In sentencing Judge Peter Cooke at Warwick Crown Court said it has been conclusively demonstrated Blackwell remained an ongoing danger to women and that there were good grounds for believing he would remain a serious danger to the public way into the future.

“Murderers aside, I can think of no more dangerous a person than I have crossed paths with in my 35 years of criminal law,” he told Blackwell.

Senior Investigating Officer, Detective Inspector Glenn Willcocks, from the Sexual Offences and Domestic Abuse Investigation Team in Cornwall, welcomed the sentence and said: “The DNA hit from his arrest in Cornwall began the chain of events which led to the capture of this dangerous and prolific sexual offender. This case clearly demonstrates how critical DNA profiling is to modern day policing.

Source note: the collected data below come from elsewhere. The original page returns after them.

#[cfg(test)]
mod tests {
    use super::super::tests::*;
    use super::*;
    use approx::assert_relative_eq;

    fn ramp_hit(normal: Vec3) -> HitResult {
        HitResult {
            blocking_hit: true,
            time: 0.5,
            normal,
            impact_normal: normal,
            ..HitResult::miss(Vec3::ZERO, -Vec3::Y)
        }
    }

    // ==================== Ground Delta Tests ====================

    #[test]
    fn ramp_delta_keeps_planar_part() {
        let fixture = Fixture::flat();
        let mut agent = fixture.walking_agent();
        let mover = fixture.mover(&mut agent);
        let normal = Vec3::new(-0.5, 1.0, 0.0).normalize();
        let delta = mover.compute_ground_movement_delta(Vec3::X * 10.0, &ramp_hit(normal), false);

        assert_relative_eq!(delta.x, 10.0, epsilon = 1e-4);
        assert_relative_eq!(delta.y, 5.0, epsilon = 1e-4);
        assert!(delta.dot(normal).abs() < 1e-4);
    }

    #[test]
    fn ramp_delta_keeps_speed_when_not_horizontal() {
        let fixture = Fixture::flat().with_config(|c| c.maintain_horizontal_ground_velocity = false);
        let mut agent = fixture.walking_agent();
        let mover = fixture.mover(&mut agent);
        let normal = Vec3::new(-0.5, 1.0, 0.0).normalize();
        let delta = mover.compute_ground_movement_delta(Vec3::X * 10.0, &ramp_hit(normal), false);
        assert_relative_eq!(delta.length(), 10.0, epsilon = 1e-4);
        assert!(delta.y > 0.0);
    }

    #[test]
    fn line_trace_floor_is_not_projected() {
        let fixture = Fixture::flat();
        let mut agent = fixture.walking_agent();
        let mover = fixture.mover(&mut agent);
        let normal = Vec3::new(-0.5, 1.0, 0.0).normalize();
        let delta = mover.compute_ground_movement_delta(Vec3::X * 10.0, &ramp_hit(normal), true);
        assert_eq!(delta, Vec3::X * 10.0);
    }

    // ==================== Floor Height Tests ====================

    #[test]
    fn floor_height_is_pulled_into_band() {
        let fixture = Fixture::flat();
        let mut agent = fixture.walking_agent();
        agent.location.y += 1.5;
        let mut mover = fixture.mover(&mut agent);
        let location = mover.agent.location;
        mover.agent.controller.floor = mover.find_floor(location, None);
        mover.adjust_floor_height();

        let floor_dist = mover.agent.location.y - 88.0;
        assert!((MIN_FLOOR_DIST..=MAX_FLOOR_DIST).contains(&floor_dist), "floor dist {floor_dist}");
        assert!(mover.agent.controller.force_next_floor_check);
    }

    #[test]
    fn horizontal_velocity_drops_vertical() {
        let fixture = Fixture::flat();
        let mut agent = fixture.walking_agent();
        agent.controller.velocity = Vec3::new(3.0, 4.0, 0.0);
        let mut mover = fixture.mover(&mut agent);
        mover.maintain_horizontal_ground_velocity();
        assert_eq!(mover.agent.controller.velocity, Vec3::new(3.0, 0.0, 0.0));
    }

    #[test]
    fn horizontal_velocity_can_keep_speed() {
        let fixture = Fixture::flat().with_config(|c| c.maintain_horizontal_ground_velocity = false);
        let mut agent = fixture.walking_agent();
        agent.controller.velocity = Vec3::new(3.0, 4.0, 0.0);
        let mut mover = fixture.mover(&mut agent);
        mover.maintain_horizontal_ground_velocity();
        assert_relative_eq!(mover.agent.controller.velocity.x, 5.0, epsilon = 1e-5);
    }

    // ==================== Walking Tests ====================

    #[test]
    fn walking_moves_at_speed() {
        let fixture = Fixture::flat();
        let mut agent = fixture.walking_agent();
        agent.controller.velocity = Vec3::X * 600.0;
        agent.controller.acceleration = Vec3::X * 2048.0;
        let mut mover = fixture.mover(&mut agent);
        mover.phys_walking(0.1, 0);

        assert_eq!(mover.movement_mode(), MovementMode::Walking);
        assert_relative_eq!(mover.agent.location.x, 60.0, epsilon = 0.5);
    }

    #[test]
    fn step_up_climbs_low_step() {
        let fixture = Fixture::flat().with_scene(|scene, entities| {
            scene.with_box(entities[0], Vec3::new(250.0, 10.0, 0.0), Quat::IDENTITY, Vec3::new(200.0, 10.0, 500.0))
        });
        let mut agent = fixture.walking_agent();
        agent.controller.velocity = Vec3::X * 600.0;
        agent.controller.acceleration = Vec3::X * 2048.0;

        for _ in 0..30 {
            fixture.mover(&mut agent).phys_walking(1.0 / 60.0, 0);
        }
        assert_eq!(agent.controller.movement_mode(), MovementMode::Walking);
        assert!(agent.location.y > 88.0 + 15.0, "y = {}", agent.location.y);
    }

    #[test]
    fn wall_taller_than_step_blocks() {
        let fixture = Fixture::flat().with_scene(|scene, entities| {
            scene.with_box(entities[0], Vec3::new(100.0, 50.0, 0.0), Quat::IDENTITY, Vec3::new(50.0, 50.0, 500.0))
        });
        let mut agent = fixture.walking_agent();
        agent.controller.velocity = Vec3::X * 600.0;
        agent.controller.acceleration = Vec3::X * 2048.0;

        for _ in 0..30 {
            fixture.mover(&mut agent).phys_walking(1.0 / 60.0, 0);
        }
        assert!(agent.location.x < 50.0 - 34.0 + 1.0, "x = {}", agent.location.x);
        assert!(agent.location.y < 88.0 + MAX_FLOOR_DIST + 1.0);
    }

    #[test]
    fn walking_off_ledge_starts_falling() {
        let fixture = Fixture::empty().with_scene(|scene, entities| {
            scene.with_box(entities[0], Vec3::new(0.0, -10.0, 0.0), Quat::IDENTITY, Vec3::new(100.0, 10.0, 100.0))
        });
        let mut agent = fixture.walking_agent();
        agent.controller.velocity = Vec3::X * 600.0;
        agent.controller.acceleration = Vec3::X * 2048.0;
        agent.events.clear();

        for _ in 0..30 {
            fixture.mover(&mut agent).phys_walking(1.0 / 60.0, 0);
            if agent.controller.is_falling() {
                break;
            }
        }
        assert_eq!(agent.controller.movement_mode(), MovementMode::Falling);
        assert_eq!(agent.events.count(|e| matches!(e, MovementEvent::WalkedOffLedge { .. })), 1);
    }

    #[test]
    fn ledge_check_keeps_character_on_platform() {
        let fixture = Fixture::empty()
            .with_config(|c| c.can_walk_off_ledges = false)
            .with_scene(|scene, entities| {
                scene.with_box(entities[0], Vec3::new(0.0, -10.0, 0.0), Quat::IDENTITY, Vec3::new(100.0, 10.0, 100.0))
            });
        let mut agent = fixture.walking_agent();

        for _ in 0..60 {
            agent.controller.acceleration = Vec3::X * 2048.0;
            fixture.mover(&mut agent).phys_walking(1.0 / 60.0, 0);
        }
        assert_eq!(agent.controller.movement_mode(), MovementMode::Walking);
        assert!(agent.location.x < 100.0 + 34.0);
    }
}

“It is remarkable that Blackwell thought nothing of brazenly appearing on national television and potentially being identified by his victims. It shows the level of confidence he had in thinking he would never be caught. However his past has well and truly found him now.

“Some of his victims have lived with these devastating crimes for more than 20 years and we are delighted that he has finally been brought to justice. I would pay tribute to the incredible bravery of the victims who had to revisit the horrendous crimes they were subjected to many years ago.”

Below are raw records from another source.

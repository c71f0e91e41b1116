//! Movement base tracking.
//!
//! While walking, the character stands on the entity under its floor. Moving
//! bases carry the character along, and their velocity is imparted when the
//! character leaves them.

use bevy::prelude::*;

use super::CharacterMover;
use crate::math::{plane_project, KINDA_SMALL_NUMBER};

impl CharacterMover<'_> {
    /// Change the movement base. Standing on another character bounces off
    /// it.
    pub fn set_base(&mut self, base: Option<Entity>) {
        if self.agent.controller.movement_base == base {
            return;
        }
        self.agent.controller.movement_base = base;
        self.save_base_location();

        if let Some(base) = base {
            trace!("{:?} now based on {:?}", self.agent.entity, base);
            if self.movement_mode() != crate::state::MovementMode::None && self.env.bodies.is_character(base) {
                self.jump_off();
            }
        }
    }

    /// Base on the current floor if it is walkable, otherwise clear the base.
    pub fn set_base_from_floor(&mut self) {
        let floor = self.agent.controller.floor;
        if floor.is_walkable_floor() {
            self.set_base(floor.hit.entity);
        } else {
            self.set_base(None);
        }
    }

    /// Remember where the base is, to follow it on the next step.
    pub fn save_base_location(&mut self) {
        let Some(base) = self.agent.controller.movement_base else {
            return;
        };
        if let Some(transform) = self.env.bodies.transform(base) {
            self.agent.controller.base_location = transform.translation;
            self.agent.controller.base_rotation = transform.rotation;
        }
    }

    pub fn maybe_update_based_movement(&mut self, delta_time: f32) {
        let Some(base) = self.agent.controller.movement_base else {
            return;
        };
        if self.env.bodies.is_movable(base) {
            self.update_based_movement(delta_time);
        }
    }

    /// Follow the base's motion since the last saved base location.
    pub fn update_based_movement(&mut self, _delta_time: f32) {
        let Some(base) = self.agent.controller.movement_base else {
            return;
        };
        let Some(transform) = self.env.bodies.transform(base) else {
            // The base is gone.
            self.set_base(None);
            return;
        };

        let old_location = self.agent.controller.base_location;
        let old_rotation = self.agent.controller.base_rotation;
        let new_location = transform.translation;
        let new_rotation = transform.rotation;

        let rotation_changed = !old_rotation.abs_diff_eq(new_rotation, 1.0e-8);
        if !rotation_changed && old_location == new_location {
            return;
        }

        let mut final_rotation = self.agent.rotation;
        if rotation_changed {
            let delta_rotation = new_rotation * old_rotation.inverse();
            final_rotation = (delta_rotation * final_rotation).normalize();
        }

        // Follow the base at the capsule bottom, not its center.
        let up = self.up();
        let base_offset = up * self.agent.shape.half_height;
        let location = self.agent.location;
        let local = old_rotation.inverse() * (location - base_offset - old_location);
        let new_world = new_location + new_rotation * local + base_offset;
        let mut delta = new_world - location;

        let base_move = new_location - old_location;
        if !rotation_changed && plane_project(base_move, up).length_squared() <= KINDA_SMALL_NUMBER * KINDA_SMALL_NUMBER {
            // Vertical base motion only.
            delta = up * delta.dot(up);
        }

        let expected = location + delta;
        self.move_updated(delta, final_rotation, true);
        if !(self.agent.location - expected).abs_diff_eq(Vec3::ZERO, KINDA_SMALL_NUMBER) {
            trace!("{:?} could not follow its base", self.agent.entity);
        }

        self.agent.controller.base_location = new_location;
        self.agent.controller.base_rotation = new_rotation;
    }

    /// Velocity of the base at the capsule bottom, restricted to the parts
    /// enabled in the configuration.
    pub fn imparted_movement_base_velocity(&self) -> Vec3 {
        let Some(base) = self.agent.controller.movement_base else {
            return Vec3::ZERO;
        };
        if !self.env.bodies.is_movable(base) {
            return Vec3::ZERO;
        }

        let mut base_velocity = self.env.bodies.linear_velocity(base);
        if self.config.impart_base_angular_velocity {
            if let Some(transform) = self.env.bodies.transform(base) {
                let bottom = self.agent.location - self.up() * self.agent.shape.half_height;
                let radial = bottom - transform.translation;
                base_velocity += self.env.bodies.angular_velocity(base).cross(radial);
            }
        }

        let up = self.up();
        let mut result = Vec3::ZERO;
        if self.config.impart_base_velocity_planar {
            result += plane_project(base_velocity, up);
        }
        if self.config.impart_base_velocity_vertical {
            result += up * base_velocity.dot(up);
        }
        result
    }
}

One of his victims in Cornwall said the harm Blackwell had caused “could never be undone”, adding: “This case has been incredibly distressing. These crimes have not only affected the survivors of his crimes, but our families and friends. I would like to thank Warwickshire Police for their diligent work and the support they have shown us.”

Another Cornwall victim said:“I feel shocked by everything that has happened. I am now simply existing rather than actually living. I am too distraught by what he has done. I believe he knew what he was doing was wrong and he took great pleasure in getting away with it. He is a very devious and dangerous man. I fear that he cannot be rehabilitated and will always be a threat to women and girls.”

Assistant Chief Constable Debbie Tedds from Warwickshire Police said: “This is about Blackwell’s victims. Nothing can ever take away the pain they have suffered but I hope they can take some comfort from seeing him behind bars.

“They have shown great bravery throughout; their collective courage has ensured a very dangerous man is going to prison.

“As a detective constable working on the case for Warwickshire Police in the 1990s I saw first-hand the terror Blackwell caused in the community. We were telling women not to go out alone; something you never want to have to do as a police officer.

“Despite not being solved at the time, the offences in the Nuneaton and Birmingham were regularly reviewed for new evidence.

“It was clear that Blackwell was very careful in his offending and this may have led him to believe he had got away with it. However, the bravery of one his victims in Cornwall in reporting her ordeal at his hands and the wonders of DNA technology have ensured Blackwell’s past has caught up with him.

“The scale of his offending was astonishing; he is a very dangerous man and prison is undoubtedly the best place for him.

“I hope the outcome gives everyone the confidence that we will work tirelessly to bring sex offenders to justice no matter how long ago the offences occurred.”